Recordé que había montado a caballo algunas veces, pero no éramos gente de mucho dinero, así que mi instrucción equina era poca. Sin embargo, consideré que si era la única forma de llegar tomaría el caballo pinto que me estaban ofreciendo para llegar a la ranchería. 

Sujeté con una soga mi veliz en la parte de atrás de la silla para después montar al Duque, aunque parecía más un jamelgo que un caballo perteneciente a la realeza. Los primeros kilómetros no representaron mayor problema, la brecha estaba bien marcada, por los arrieros de la zona, que debían pasar por allí con sus animales de carga, y tal vez, alguna bicicleta. 

La situación comenzó a empeorar cuando dejamos atrás la última ranchería y todavía me quedaban por transitar varios kilómetros. Los transeúntes esporádicos habían quedado en el olvido, únicamente el sonido de los cascos del Duque contra la terracería junto al ligero aullido del viento eran los sonidos que rompía el silencio. Yo suspiraba, el sentimiento de abandono que se había apoderado de mí en el tren, ahora lo sentía pesado como una roca y a medida que pasaban los minutos me estaba haciendo un hueco en mi interior. 

“Llegando a la barranca hay un puente de madera” me habían dicho, el viento ululaba ferozmente, lo que me indicó que estaba cerca del sitio indicado. Al llegar, mi desilusión fue ver que del puente sólo quedaban vestigios. La barranca era pequeña, no muy larga, eran un par de metros. Giré mi cabeza y sólo pude ver matorrales y la desolada brecha. Fue en un segundo, no era experta cabalgando, sin embargo, prefería enfrentarme al salto en caballo que regresar. 

Tomé las riendas de Duque, retrocedí para tomar impulso y con la seguridad que hubiera mostrado un jinete experimentado apreté las piernas e hice saltar al caballo al otro lado. Llegó apenas al borde, sus patas delanteras se aferraron al piso terregoso, yo me impulsé hacia adelante para ayudarle con mi peso al Duque. Poco a poco, el animal pudo subir. Respiré aliviada mientras el pobre jamelgo bufaba del esfuerzo hecho. 

Desmonté y entonces me percaté que mi maleta se había desprendido de la silla, me asomé a la barranca y vi que se había quedado atorada en unas ramas. No podía pasar la semana sin ropa, ya había hecho la avería de saltar la barranca, regresar no era una opción. Respiré por unos minutos, mientras miraba hacia el barranco. Tal vez era algo temerario tratar de recuperar la maleta, Duque me miró con esos ojos grandes, se veía tranquilo a pesar del salto que acababa de realizar. 

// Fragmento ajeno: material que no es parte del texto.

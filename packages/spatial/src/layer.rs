//! Ordered polygon layer with an R-tree over polygon envelopes.
//!
//! A layer keeps its features in load order. Every lookup answers with
//! the *first* feature in that order whose geometry contains the query
//! point, so results never depend on the R-tree's internal layout.

use geo::{Contains, Coord, MultiPolygon, Point};
use rstar::{AABB, RTree, RTreeObject};

/// A polygon with its `osm_id` and the one attribute the layer cares
/// about (land-use class, population density, ...).
#[derive(Debug, Clone)]
pub struct PolygonFeature<T> {
    pub id: String,
    pub polygon: MultiPolygon<f64>,
    pub attribute: T,
}

/// Envelope of one feature, stored in the R-tree by position.
struct LayerEntry {
    position: usize,
    envelope: AABB<[f64; 2]>,
}

impl RTreeObject for LayerEntry {
    type Envelope = AABB<[f64; 2]>;

    fn envelope(&self) -> Self::Envelope {
        self.envelope
    }
}

/// Immutable collection of polygon features.
///
/// Constructed once at startup and only read afterwards. An empty layer
/// means "no data available" and never matches anything.
pub struct PolygonLayer<T> {
    features: Vec<PolygonFeature<T>>,
    tree: RTree<LayerEntry>,
}

impl<T> Default for PolygonLayer<T> {
    fn default() -> Self {
        Self::empty()
    }
}

impl<T> PolygonLayer<T> {
    /// Builds a layer. Feature order is preserved and is the tie-breaker
    /// for overlapping polygons.
    #[must_use]
    pub fn new(features: Vec<PolygonFeature<T>>) -> Self {
        let entries = features
            .iter()
            .enumerate()
            .map(|(position, feature)| LayerEntry {
                position,
                envelope: compute_envelope(&feature.polygon),
            })
            .collect();

        Self {
            features,
            tree: RTree::bulk_load(entries),
        }
    }

    #[must_use]
    pub fn empty() -> Self {
        Self {
            features: Vec::new(),
            tree: RTree::new(),
        }
    }

    #[must_use]
    pub fn len(&self) -> usize {
        self.features.len()
    }

    #[must_use]
    pub fn is_empty(&self) -> bool {
        self.features.is_empty()
    }

    #[must_use]
    pub fn features(&self) -> &[PolygonFeature<T>] {
        &self.features
    }

    /// Position (in load order) of the first feature containing `coord`.
    fn first_position_containing(&self, coord: Coord<f64>) -> Option<usize> {
        let point = Point::from(coord);
        let query_env = AABB::from_point([coord.x, coord.y]);

        self.tree
            .locate_in_envelope_intersecting(&query_env)
            .filter(|entry| self.features[entry.position].polygon.contains(&point))
            .map(|entry| entry.position)
            .min()
    }

    /// The first feature (in load order) whose geometry contains `coord`.
    ///
    /// Points on a polygon boundary are not contained.
    #[must_use]
    pub fn first_containing(&self, coord: Coord<f64>) -> Option<&PolygonFeature<T>> {
        self.first_position_containing(coord)
            .map(|position| &self.features[position])
    }

    /// The first feature (in load order) containing *any* of `coords`.
    ///
    /// Equivalent to scanning features in order and testing each one
    /// against every point.
    #[must_use]
    pub fn first_containing_any(&self, coords: &[Coord<f64>]) -> Option<&PolygonFeature<T>> {
        coords
            .iter()
            .filter_map(|coord| self.first_position_containing(*coord))
            .min()
            .map(|position| &self.features[position])
    }
}

/// Compute the bounding box envelope for a [`MultiPolygon`].
fn compute_envelope(mp: &MultiPolygon<f64>) -> AABB<[f64; 2]> {
    use geo::BoundingRect;

    mp.bounding_rect().map_or_else(
        || AABB::from_point([0.0, 0.0]),
        |rect| AABB::from_corners([rect.min().x, rect.min().y], [rect.max().x, rect.max().y]),
    )
}
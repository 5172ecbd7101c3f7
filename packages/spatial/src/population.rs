//! Population-density polygons (`osm_id`, `pop_dens`) from an OSM places
//! extract joined with census statistics.

use std::path::Path;

use crate::SpatialError;
use crate::features::{collect_layer, number_property, parse_features, read_features};
use crate::layer::PolygonLayer;

/// Population-density layer; each feature's attribute is its `pop_dens`
/// value (inhabitants per square kilometre).
pub type PopulationDensityLayer = PolygonLayer<f64>;

const DATASET: &str = "population density";

fn density(feature: &geojson::Feature) -> Option<f64> {
    number_property(feature, "pop_dens").filter(|value| value.is_finite() && *value >= 0.0)
}

/// Parses a places `FeatureCollection`.
///
/// # Errors
///
/// Returns [`SpatialError`] if the document is not a valid `GeoJSON`
/// feature collection.
pub fn parse_population_density(geojson_str: &str) -> Result<PopulationDensityLayer, SpatialError> {
    let features = parse_features(geojson_str)?;
    Ok(collect_layer(&features, DATASET, "pop_dens", density))
}

/// Loads the population-density layer from an optional file path.
///
/// Like [`crate::load_land_use`], failures degrade to an empty layer with
/// a warning.
#[must_use]
pub fn load_population_density(path: Option<&Path>) -> PopulationDensityLayer {
    let Some(path) = path else {
        log::warn!("Places file is not set. Using default values...");
        return PopulationDensityLayer::empty();
    };

    log::info!("Reading population density polygons from {}...", path.display());

    match read_features(path) {
        Ok(features) => {
            let layer = collect_layer(&features, DATASET, "pop_dens", density);
            log::info!(
                "Reading population density polygons... Done. {} polygons loaded.",
                layer.len()
            );
            layer
        }
        Err(e) => {
            log::warn!(
                "Could not read places file {}: {e}. Using default values...",
                path.display()
            );
            PopulationDensityLayer::empty()
        }
    }
}

#[cfg(test)]
mod tests {
    use geo::coord;

    use super::*;

    #[test]
    fn negative_densities_are_skipped() {
        let layer = parse_population_density(
            r#"{
                "type": "FeatureCollection",
                "features": [
                    {
                        "type": "Feature",
                        "properties": { "osm_id": 1, "pop_dens": 4200.0 },
                        "geometry": { "type": "Polygon", "coordinates": [[[0,0],[10,0],[10,10],[0,10],[0,0]]] }
                    },
                    {
                        "type": "Feature",
                        "properties": { "osm_id": 2, "pop_dens": -1 },
                        "geometry": { "type": "Polygon", "coordinates": [[[20,0],[30,0],[30,10],[20,10],[20,0]]] }
                    }
                ]
            }"#,
        )
        .unwrap();

        assert_eq!(layer.len(), 1);
        let hit = layer.first_containing(coord! { x: 5.0, y: 5.0 }).unwrap();
        assert!((hit.attribute - 4200.0).abs() < f64::EPSILON);
    }

    #[test]
    fn unset_path_yields_empty_layer() {
        assert!(load_population_density(None).is_empty());
    }
}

“Tienes razón”, le dije, “tengo que ir por mi ropa”. La decisión estaba tomada, después de tomar aire, me acerqué al caballo, le susurré en el oído que no se moviera, amarré una cuerda a la montura, después me apeé hasta llegar a mi maleta. Me recordaba no mirar hacia abajo y no soltar la cuerda. La respiración entrecortada y el sudor escurriendo por las mejillas no fueron impedimento para llegar hasta la rama. Con cuidado y media hora después estaba de regreso con el fiel Duque. 

Era raro, en la última hora ni siquiera había pensado en la soledad del camino, ni en ese sentimiento que se había pegado a mí desde que abordé el tren. Me abracé a mi leal caballo, de nuevo até mi maleta y volví a montar a Duque. 

Después de descansar un rato, seguimos el camino. La escuela me esperaba a unos cuantos kilómetros. Cuando llegué al lugar, la gente se sorprendió de verme, no sólo por ser mujer sino por haber tomado la ruta difícil, al parecer había otro camino un poco menos peligroso, “¿Cómo se le ocurrió venir sola?”. En mis adentros sonreí, realmente no había estado sola, Duque me había acompañado en todo el trayecto.